The study comprised two phases: a preparatory facial electromyography (EMG) study and a main clinical study. The EMG study, using a sample of healthy male controls, provided precise measurements of facial muscle movements during the SIT to inform feature selection for the main study. The main study involved 37 adults with ASD (meeting ICD-10 criteria, without intellectual disability or comorbid neurological disorders) and 43 healthy controls (HCs). Participants engaged in a 7-minute standardized simulated dialogue (SIT) via video with a pre-recorded actress discussing food preferences. The SIT was structured into three parts: a neutral introduction, a section about liked food (positive emotion), and a section about disliked food (negative emotion). Data analysis involved computer vision (OpenFace) for facial expressions and gaze behavior, and audio analysis (librosa and Praat) for vocal characteristics. Key features extracted included facial action units (AUs), gaze angle, gaze speed and acceleration, fundamental frequency, harmony-to-noise ratio (HNR), and more. Machine learning (random forest classifier) was used to predict ASD diagnosis based on various combinations of facial, gaze, and voice features. Eight clinical experts independently rated the videos to provide a benchmark for comparison.

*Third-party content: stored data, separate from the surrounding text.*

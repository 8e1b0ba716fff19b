//! Shared DTOs for the auth API boundary.
//!
//! DESIGN
//! ======
//! `User` is the client-side projection of an account. Login responses may
//! carry extra server-side fields; `User::from_login_payload` whitelists the
//! projection instead of deserializing the payload wholesale so unknown or
//! sensitive fields never reach durable storage.

#[cfg(test)]
#[path = "types_test.rs"]
mod types_test;

use serde::{Deserialize, Serialize};

/// An authenticated account as held by the client session.
#[derive(Clone, Debug, PartialEq, Serialize, Deserialize)]
pub struct User {
    /// Unique account identifier.
    pub id: i64,
    /// Login email address.
    pub email: String,
    /// Display name.
    pub name: String,
    /// Account role (e.g. `"user"`, `"admin"`), if the server assigned one.
    pub role: Option<String>,
    /// Avatar image URL, if available.
    pub avatar: Option<String>,
    /// Contact telephone number, if provided at registration.
    pub telephone: Option<String>,
}

impl User {
    /// Build a `User` from a login response payload, keeping only the
    /// whitelisted fields: `id`, `email`, `name`, `role`, `avatar`.
    ///
    /// Returns `None` when any required field is missing or mistyped.
    pub fn from_login_payload(payload: &serde_json::Value) -> Option<Self> {
        let id = payload.get("id").and_then(serde_json::Value::as_i64)?;
        let email = payload.get("email").and_then(serde_json::Value::as_str)?;
        let name = payload.get("name").and_then(serde_json::Value::as_str)?;
        let role = payload
            .get("role")
            .and_then(serde_json::Value::as_str)
            .map(ToOwned::to_owned);
        let avatar = payload
            .get("avatar")
            .and_then(serde_json::Value::as_str)
            .map(ToOwned::to_owned);

        Some(Self {
            id,
            email: email.to_owned(),
            name: name.to_owned(),
            role,
            avatar,
            telephone: None,
        })
    }

    /// Merge a partial update into this user. Only known mutable fields are
    /// applied; `id` never changes. `null` clears an optional field.
    pub fn merge(&mut self, partial: &serde_json::Value) {
        if let Some(email) = partial.get("email").and_then(serde_json::Value::as_str) {
            self.email = email.to_owned();
        }
        if let Some(name) = partial.get("name").and_then(serde_json::Value::as_str) {
            self.name = name.to_owned();
        }
        if let Some(role) = partial.get("role").and_then(serde_json::Value::as_str) {
            self.role = Some(role.to_owned());
        }
        merge_optional(&mut self.avatar, partial.get("avatar"));
        merge_optional(&mut self.telephone, partial.get("telephone"));
    }
}

fn merge_optional(field: &mut Option<String>, value: Option<&serde_json::Value>) {
    match value {
        Some(serde_json::Value::String(s)) => *field = Some(s.clone()),
        Some(serde_json::Value::Null) => *field = None,
        _ => {}
    }
}

/// Registration form payload for `POST /auth/signup`.
#[derive(Clone, Debug, PartialEq, Serialize, Deserialize)]
pub struct RegisterData {
    /// Display name.
    pub name: String,
    /// Login email address.
    pub email: String,
    /// Contact telephone number, if provided.
    pub telephone: Option<String>,
    /// Avatar image URL, if provided.
    pub avatar: Option<String>,
}

/// Response body of `GET /auth/verify`.
#[derive(Clone, Debug, PartialEq, Eq, Serialize, Deserialize)]
pub struct VerifyResponse {
    /// Whether the presented token is still valid.
    #[serde(rename = "isValid")]
    pub is_valid: bool,
}
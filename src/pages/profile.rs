//! Profile page showing the current account with name/avatar editing.

#[cfg(test)]
#[path = "profile_test.rs"]
mod profile_test;

use leptos::prelude::*;
use leptos_router::hooks::use_navigate;

use crate::components::error_banner::ErrorBanner;
use crate::state::session::Session;
use crate::util::auth::install_unauth_redirect;

/// Build the partial-update payload for the session. The name is required;
/// a blank avatar clears the stored one (`null`).
fn profile_update_payload(name: &str, avatar: &str) -> Result<serde_json::Value, &'static str> {
    let name = name.trim();
    if name.is_empty() {
        return Err("Enter a name.");
    }
    let avatar = avatar.trim();
    let avatar_value = if avatar.is_empty() {
        serde_json::Value::Null
    } else {
        serde_json::Value::String(avatar.to_owned())
    };
    Ok(serde_json::json!({ "name": name, "avatar": avatar_value }))
}

/// Profile page — read-only account details plus an edit form whose saves
/// go through `Session::update_user` (merged and re-persisted locally).
#[component]
pub fn ProfilePage() -> impl IntoView {
    let session = expect_context::<Session>();
    install_unauth_redirect(session, use_navigate());

    let initial = session.state().get_untracked().user;
    let name = RwSignal::new(initial.as_ref().map(|u| u.name.clone()).unwrap_or_default());
    let avatar = RwSignal::new(
        initial
            .as_ref()
            .and_then(|u| u.avatar.clone())
            .unwrap_or_default(),
    );
    let error = RwSignal::new(None::<String>);
    let info = RwSignal::new(String::new());

    // Placeholder policy grants this to any user with a role; role-less and
    // logged-out sessions see a read-only profile.
    let can_edit = session.has_permission("profile:edit");

    let email = move || {
        session
            .state()
            .get()
            .user
            .map_or_else(String::new, |u| u.email)
    };
    let role = move || {
        session
            .state()
            .get()
            .user
            .and_then(|u| u.role)
            .unwrap_or_else(|| "—".to_owned())
    };
    let telephone = move || {
        session
            .state()
            .get()
            .user
            .and_then(|u| u.telephone)
            .unwrap_or_else(|| "—".to_owned())
    };
    let avatar_url = move || session.state().get().user.and_then(|u| u.avatar);

    let on_save = move |ev: leptos::ev::SubmitEvent| {
        ev.prevent_default();
        info.set(String::new());
        match profile_update_payload(&name.get(), &avatar.get()) {
            Ok(payload) => {
                error.set(None);
                if session.update_user(&payload) {
                    info.set("Profile updated.".to_owned());
                }
            }
            Err(msg) => error.set(Some(msg.to_owned())),
        }
    };

    view! {
        <div class="profile-page">
            <h1>"Profile"</h1>

            <div class="profile-card">
                <Show when=move || avatar_url().is_some()>
                    <img
                        class="profile-card__avatar"
                        src=move || avatar_url().unwrap_or_default()
                        alt="Avatar"
                    />
                </Show>
                <div class="profile-card__row">
                    <span class="profile-card__label">"Email"</span>
                    <span class="profile-card__value">{email}</span>
                </div>
                <div class="profile-card__row">
                    <span class="profile-card__label">"Role"</span>
                    <span class="profile-card__value">{role}</span>
                </div>
                <div class="profile-card__row">
                    <span class="profile-card__label">"Telephone"</span>
                    <span class="profile-card__value">{telephone}</span>
                </div>
            </div>

            <ErrorBanner error=error/>
            <Show when=move || can_edit>
                <form class="auth-form" on:submit=on_save>
                    <label class="profile-form__label">
                        "Name"
                        <input
                            class="auth-input"
                            type="text"
                            prop:value=move || name.get()
                            on:input=move |ev| name.set(event_target_value(&ev))
                        />
                    </label>
                    <label class="profile-form__label">
                        "Avatar URL"
                        <input
                            class="auth-input"
                            type="url"
                            placeholder="https://..."
                            prop:value=move || avatar.get()
                            on:input=move |ev| avatar.set(event_target_value(&ev))
                        />
                    </label>
                    <button class="auth-button" type="submit">"Save"</button>
                </form>
            </Show>
            <Show when=move || !info.get().is_empty()>
                <p class="auth-message">{move || info.get()}</p>
            </Show>
        </div>
    }
}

The computer-based analysis demonstrated the potential of the SIT as a diagnostic tool. Using only facial expressions and vocal characteristics, the machine learning model achieved an accuracy of 73% (sensitivity 67%, specificity 79%) in identifying individuals with ASD. Reduced social smiling (AU12), reduced facial mimicry (AU5, AU6), and a higher voice fundamental frequency and HNR were characteristic of individuals with ASD. The automated analysis significantly outperformed a majority vote and performed equally well compared to clinical expert ratings. The analysis of gaze behavior alone yielded lower accuracy (AUC = 0.63). The accuracy of the classifier varied somewhat between genders with better classification performance for females than males (70% vs 67%). The predicted class probabilities correlated positively with the participants’ ADOS scores and age.

The findings demonstrate the feasibility and potential of the SIT as a cost-effective and time-efficient digital tool for objectively quantifying social interaction deficits in ASD. The results support the use of the SIT and automated analysis as a valuable supplement to traditional clinical assessment, offering potential for earlier and more reliable diagnosis and monitoring of treatment. The superior performance of facial expression and voice features compared to gaze features may be attributed to limitations in the precision of the automated gaze tracking method. The study replicates findings of reduced social smiling and mimicry in ASD and identifies novel indicators from vocal characteristics. The high accuracy achieved by machine learning highlights the potential of multivariate analysis in capturing complex social behavior. The comparability of the automated analysis to clinical expert ratings suggests a potential for broader implementation of the SIT.

The SIT offers a standardized, accessible, and cost-effective method for assessing social interaction deficits, particularly in ASD. While not a replacement for clinical expertise, it presents a valuable supplementary tool for screening, diagnosis, and monitoring treatment progress. Future research should focus on validating the SIT in larger and more diverse clinical samples, exploring its use in other psychiatric conditions, and improving the accuracy of automated gaze analysis. Investigation into the home setting usage and adaptability of the actress's responses will further enhance the SIT's potential.

The relatively small sample size and the focus on adults with high-functioning ASD might limit the generalizability of the findings. The accuracy of the automated gaze tracking could be improved, and further studies comparing SIT performance to in-person assessments are needed. The pre-recorded nature of the interaction partner's responses might limit the naturalness of the interaction, although efforts were made to mitigate this. Future iterations might benefit from more dynamic responses from the interaction partner.